▶ [WHAT TO DO] Even the shortest line counts, so transcribe all the data exactly.

=== EXTRACTED ENTRIES ===

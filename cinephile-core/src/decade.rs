//! Decade buckets derived from free-text release years.
//!
//! # Examples
//! ```
//! use cinephile_core::decade_of;
//!
//! assert_eq!(decade_of("1994"), "1990s");
//! assert_eq!(decade_of("abc"), "Unknown");
//! ```

/// Bucket used when a year cannot be parsed.
pub const UNKNOWN_DECADE: &str = "Unknown";

/// Return the decade label for a release year.
///
/// The leading integer of `year` is parsed the way a lenient `parseInt`
/// would: leading whitespace and a sign are accepted and trailing text is
/// ignored, so `"2004 (re-release)"` still lands in `"2000s"`.
pub fn decade_of(year: &str) -> String {
    parse_year(year).map_or_else(
        || UNKNOWN_DECADE.to_owned(),
        |value| format!("{}s", value.div_euclid(10) * 10),
    )
}

/// Parse the leading integer of a free-text year.
pub(crate) fn parse_year(text: &str) -> Option<i64> {
    let trimmed = text.trim_start();
    let (negative, unsigned) = trimmed.strip_prefix('-').map_or_else(
        || (false, trimmed.strip_prefix('+').unwrap_or(trimmed)),
        |rest| (true, rest),
    );
    let end = unsigned
        .find(|c: char| !c.is_ascii_digit())
        .unwrap_or(unsigned.len());
    let magnitude: i64 = unsigned.get(..end)?.parse().ok()?;
    Some(if negative { -magnitude } else { magnitude })
}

===

▶ [EXPECTED ANSWER]
filename cinephile-core/src/decade.rs
//! Decade buckets derived from free-text release years.
//!
//! # Examples
//! ```
//! use cinephile_core::decade_of;
//!
//! assert_eq!(decade_of("1994"), "1990s");
//! assert_eq!(decade_of("abc"), "Unknown");
//! ```

/// Bucket used when a year cannot be parsed.
pub const UNKNOWN_DECADE: &str = "Unknown";

/// Return the decade label for a release year.
///
/// The leading integer of `year` is parsed the way a lenient `parseInt`
/// would: leading whitespace and a sign are accepted and trailing text is
/// ignored, so `"2004 (re-release)"` still lands in `"2000s"`.
pub fn decade_of(year: &str) -> String {
    parse_year(year).map_or_else(
        || UNKNOWN_DECADE.to_owned(),
        |value| format!("{}s", value.div_euclid(10) * 10),
    )
}

/// Parse the leading integer of a free-text year.
pub(crate) fn parse_year(text: &str) -> Option<i64> {
    let trimmed = text.trim_start();
    let (negative, unsigned) = trimmed.strip_prefix('-').map_or_else(
        || (false, trimmed.strip_prefix('+').unwrap_or(trimmed)),
        |rest| (true, rest),
    );
    let end = unsigned
        .find(|c: char| !c.is_ascii_digit())
        .unwrap_or(unsigned.len());
    let magnitude: i64 = unsigned.get(..end)?.parse().ok()?;
    Some(if negative { -magnitude } else { magnitude })
}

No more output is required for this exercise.